SourceLabs Inc. Wednesday announced a new release of its community-based catalog of open source projects.
Cornelius Willis, vice president of Seattle-based SourceLabs, said the company has basically re-written its Swik online community tool for researching and sharing open source project information. The new Swik provides a new interface and lets users build and add an unlimited amount of wiki pages to document open source projects, Willis said.
Swik also now provides more in-depth categorization, wiki text support, international character support and new ways to collaborate, said Alex Bosworth, a developer at SourceLabs and the creator of Swik. Bosworth said more than 3,500 projects have been entered on Swik since its release in July 2005 and those projects are already in the new release of Swik.
New features in Swik include a new user interface with new design and navigation. Meanwhile, Swik now enables users to add an unlimited number of wiki pages to any open source project page, and users can also create their own personal wiki pages on Swik to document and share their experiences with open source software.
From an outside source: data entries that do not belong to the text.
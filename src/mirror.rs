//! Mirror transport.
//!
//! A mirror is a remotely hosted copy of the hosts list, fetched over
//! HTTP(S). The builder only sees the [`MirrorFetcher`] trait; the production
//! implementation wraps a shared reqwest client. Fetch failures of any kind
//! are recoverable: the builder falls back to the local cache.

use async_trait::async_trait;
use std::time::Duration;

/// Timeout applied to a single mirror request.
const FETCH_TIMEOUT: Duration = Duration::from_secs(30);

/// Mirror fetch failures.
#[derive(Debug, thiserror::Error)]
pub enum FetchError {
    /// The mirror answered with a non-success status.
    #[error("mirror returned HTTP {0}")]
    Status(u16),

    /// The request could not be completed (connect, TLS, timeout, body read).
    #[error("mirror request failed: {0}")]
    Transport(#[from] reqwest::Error),
}

/// Fetches the hosts list from a mirror URL.
#[async_trait]
pub trait MirrorFetcher {
    /// Performs one GET of `url` and returns the body as text.
    async fn fetch(&self, url: &str) -> Result<String, FetchError>;
}

/// HTTP(S) [`MirrorFetcher`] over a reqwest client.
pub struct HttpMirrorFetcher {
    client: reqwest::Client,
}

impl HttpMirrorFetcher {
    /// Creates a fetcher with the default request timeout.
    pub fn new() -> Self {
        let client = reqwest::Client::builder()
            .timeout(FETCH_TIMEOUT)
            .build()
            .unwrap_or_else(|_| reqwest::Client::new());
        Self { client }
    }
}

impl Default for HttpMirrorFetcher {
    fn default() -> Self {
        Self::new()
    }
}

#[async_trait]
impl MirrorFetcher for HttpMirrorFetcher {
    async fn fetch(&self, url: &str) -> Result<String, FetchError> {
        let response = self.client.get(url).send().await?;

        if !response.status().is_success() {
            return Err(FetchError::Status(response.status().as_u16()));
        }

        Ok(response.text().await?)
    }
}
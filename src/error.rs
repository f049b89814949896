//! Error types for the hosts-intercept crate.
//!
//! Only failures that abort a build pass are represented here. Recoverable
//! failures (a bad hosts line, a mirror fetch that times out, a cache write
//! that fails) are logged at the site and the build continues.

use thiserror::Error;

/// Fatal errors for a hosts-table build pass.
#[derive(Error, Debug)]
pub enum HostsError {
    /// The mandatory local override file could not be read.
    #[error("Failed to read hosts override file '{name}': {source}")]
    OverrideFile {
        name: String,
        #[source]
        source: std::io::Error,
    },

    /// The settings file exists but could not be parsed or written.
    #[error("Settings file error at {path}: {message}")]
    Settings { path: String, message: String },

    /// I/O error wrapper.
    #[error("I/O error: {0}")]
    Io(#[from] std::io::Error),
}

impl HostsError {
    /// Creates a new settings file error.
    pub fn settings(path: impl Into<String>, message: impl Into<String>) -> Self {
        Self::Settings {
            path: path.into(),
            message: message.into(),
        }
    }
}

/// Result type alias using HostsError.
pub type Result<T> = std::result::Result<T, HostsError>;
In addition, Swik enables users to tag all the pages to organize them and help other people find useful information, and it features Wiki text support.
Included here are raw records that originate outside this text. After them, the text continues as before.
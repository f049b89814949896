//! Settings store for the hosts-intercept crate.
//!
//! The builder talks to its configuration through the [`ConfigStore`] trait:
//! a small key-value surface with typed getters, a typed setter for the
//! refresh timestamp, and an explicit `save()`. The production implementation
//! is [`YamlConfigStore`], a YAML mapping file loaded with serde.

use crate::error::{HostsError, Result};
use serde::{Deserialize, Serialize};
use std::fs;
use std::path::{Path, PathBuf};
use std::time::Duration;

/// Settings key for the mirror URL.
pub const MIRROR_KEY: &str = "mirror";

/// Settings key for the mirror refresh interval token.
pub const MIRROR_INTERVAL_KEY: &str = "mirror_interval";

/// Settings key for the epoch-millisecond timestamp of the last mirror fetch.
pub const LAST_MIRROR_LOAD_KEY: &str = "last_mirror_load";

/// Key-value configuration access with explicit persistence.
///
/// Mutations only take effect on disk after `save()`; the builder persists
/// the refresh timestamp this way and treats a failed save as recoverable.
pub trait ConfigStore {
    /// Returns the string value for a key, if set.
    fn get(&self, key: &str) -> Option<String>;

    /// Returns the integer value for a key, or `default` if unset.
    fn get_i64(&self, key: &str, default: i64) -> i64;

    /// Sets an integer value for a key.
    fn set_i64(&mut self, key: &str, value: i64);

    /// Persists the current values.
    fn save(&self) -> Result<()>;
}

/// Mirror refresh interval policy.
///
/// `Always` disables caching entirely: every build pass fetches the mirror
/// and neither the cache file nor the refresh timestamp is written.
#[derive(Debug, Clone, Copy, PartialEq, Eq)]
pub enum MirrorInterval {
    /// Refetch on every build pass, never cache.
    Always,
    /// Refresh after 12 hours.
    TwelveHours,
    /// Refresh after 24 hours.
    OneDay,
    /// Refresh after 48 hours.
    TwoDays,
    /// Refresh after 72 hours.
    ThreeDays,
}

impl MirrorInterval {
    /// Maps a settings token to an interval.
    ///
    /// Unrecognized or missing tokens fall back to the 12-hour default.
    pub fn from_token(token: Option<&str>) -> Self {
        match token {
            Some("interval_1") => Self::Always,
            Some("interval_3") => Self::OneDay,
            Some("interval_4") => Self::TwoDays,
            Some("interval_5") => Self::ThreeDays,
            _ => Self::TwelveHours,
        }
    }

    /// The interval length in milliseconds.
    pub fn as_millis(&self) -> i64 {
        match self {
            Self::Always => 0,
            Self::TwelveHours => Duration::from_secs(12 * 60 * 60).as_millis() as i64,
            Self::OneDay => Duration::from_secs(24 * 60 * 60).as_millis() as i64,
            Self::TwoDays => Duration::from_secs(2 * 24 * 60 * 60).as_millis() as i64,
            Self::ThreeDays => Duration::from_secs(3 * 24 * 60 * 60).as_millis() as i64,
        }
    }
}

/// On-disk settings, one YAML mapping.
#[derive(Debug, Clone, Serialize, Deserialize, PartialEq, Default)]
#[serde(default)]
pub struct Settings {
    /// Mirror URL; absent or blank disables the mirror source.
    pub mirror: Option<String>,

    /// Refresh interval token (`interval_1` .. `interval_5`).
    pub mirror_interval: Option<String>,

    /// Epoch milliseconds of the last successful mirror fetch.
    pub last_mirror_load: i64,
}

/// File-backed [`ConfigStore`] over a YAML settings file.
pub struct YamlConfigStore {
    path: PathBuf,
    settings: Settings,
}

impl YamlConfigStore {
    /// Loads the store from `path`.
    ///
    /// A missing file yields default settings; a file that exists but does
    /// not parse is an error.
    pub fn load<P: AsRef<Path>>(path: P) -> Result<Self> {
        let path = path.as_ref().to_path_buf();

        let settings = if path.exists() {
            let contents = fs::read_to_string(&path)?;
            serde_yaml::from_str(&contents)
                .map_err(|e| HostsError::settings(path.display().to_string(), e.to_string()))?
        } else {
            Settings::default()
        };

        Ok(Self { path, settings })
    }

    /// Creates an in-memory store around existing settings, persisted to `path`.
    pub fn with_settings<P: AsRef<Path>>(path: P, settings: Settings) -> Self {
        Self {
            path: path.as_ref().to_path_buf(),
            settings,
        }
    }

    /// Returns the current settings.
    pub fn settings(&self) -> &Settings {
        &self.settings
    }
}

impl ConfigStore for YamlConfigStore {
    fn get(&self, key: &str) -> Option<String> {
        match key {
            MIRROR_KEY => self.settings.mirror.clone(),
            MIRROR_INTERVAL_KEY => self.settings.mirror_interval.clone(),
            LAST_MIRROR_LOAD_KEY => Some(self.settings.last_mirror_load.to_string()),
            _ => None,
        }
    }

    fn get_i64(&self, key: &str, default: i64) -> i64 {
        match key {
            LAST_MIRROR_LOAD_KEY => self.settings.last_mirror_load,
            _ => self
                .get(key)
                .and_then(|v| v.parse().ok())
                .unwrap_or(default),
        }
    }

    fn set_i64(&mut self, key: &str, value: i64) {
        if key == LAST_MIRROR_LOAD_KEY {
            self.settings.last_mirror_load = value;
        }
    }

    fn save(&self) -> Result<()> {
        let contents = serde_yaml::to_string(&self.settings)
            .map_err(|e| HostsError::settings(self.path.display().to_string(), e.to_string()))?;
        fs::write(&self.path, contents)?;
        Ok(())
    }
}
Swik also now provides blog and bookmarks wiki pages, so users can create and collaborate on a list of bookmarks, or create blogs about open source software. And Swik-based blog posts that users make about open source will appear on the project pages of the projects the user mentions in the blog.
“We got a lot of feedback from international users so we built in full international support,” Bosworth said. Users can now enter text in any language represented by Unicode, the international standard for multilingual character encoding, he said.
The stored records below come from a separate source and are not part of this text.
//! The hosts-table resolution interceptor.
//!
//! Looks up each requested hostname in the table and, on a hit, attaches a
//! resolved endpoint to the request before handing it on. The walk never
//! stops here: downstream handlers still see the request.

use crate::builder::{self, BuildEnv};
use crate::chain::{DnsRequest, ResolutionChain, ResolutionHandler};
use crate::table::HostsTable;
use std::net::SocketAddr;
use tracing::{debug, error, info, warn};

/// Registration priority for the interceptor. Runs early, before other
/// DNS-affecting handlers, without claiming to be first.
pub const HOSTS_HANDLER_PRIORITY: i32 = -10;

/// Resolution handler backed by an immutable [`HostsTable`].
pub struct HostsInterceptor {
    hosts: HostsTable,
}

impl HostsInterceptor {
    /// Creates an interceptor owning `hosts`.
    pub fn new(hosts: HostsTable) -> Self {
        Self { hosts }
    }

    /// Number of hostnames this interceptor answers for.
    pub fn host_count(&self) -> usize {
        self.hosts.len()
    }
}

impl ResolutionHandler for HostsInterceptor {
    fn on_resolution_request(&self, request: &mut DnsRequest) {
        if let Some(address) = self.hosts.lookup(request.host()) {
            debug!(host = %request.host(), address = %address, "Host resolved from hosts table");
            let port = request.port();
            request.set_response(SocketAddr::new(address, port));
        }
    }
}

/// Runs one build pass and, if it produces a usable table, registers a
/// [`HostsInterceptor`] on the chain.
///
/// Returns whether an interceptor was registered. Every failure path is
/// accompanied by a diagnostic log line: the capability flag being off, a
/// fatal build error, or an empty table (already warned by the builder)
/// all leave the chain untouched.
pub async fn install(chain: &mut ResolutionChain, env: &mut BuildEnv<'_>) -> bool {
    if !chain.hostnames_available() {
        warn!("Hostname-level interception is unavailable; hosts table disabled");
        return false;
    }

    let table = match builder::build(env).await {
        Ok(Some(table)) => table,
        Ok(None) => return false,
        Err(e) => {
            error!(error = %e, "Failed to build hosts table");
            return false;
        }
    };

    let hosts = table.len();
    chain.register(HOSTS_HANDLER_PRIORITY, Box::new(HostsInterceptor::new(table)));
    info!(hosts, "Loaded hosts table");

    true
}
Swik also now uses the supports Description of a Project standard for describing an open source project, Bosworth said.
“The whole idea is to give the community the tools they need to document open source,” Willis said.
Swik already used RSS technology, where users could enter a project not already in its database, and the tool would go out and automatically search and build information or an entry for that project from existing syndication feeds and populate the Swik database, the company said.
“One of the biggest non-specific requests was people wanted an open repository,” Bosworth said.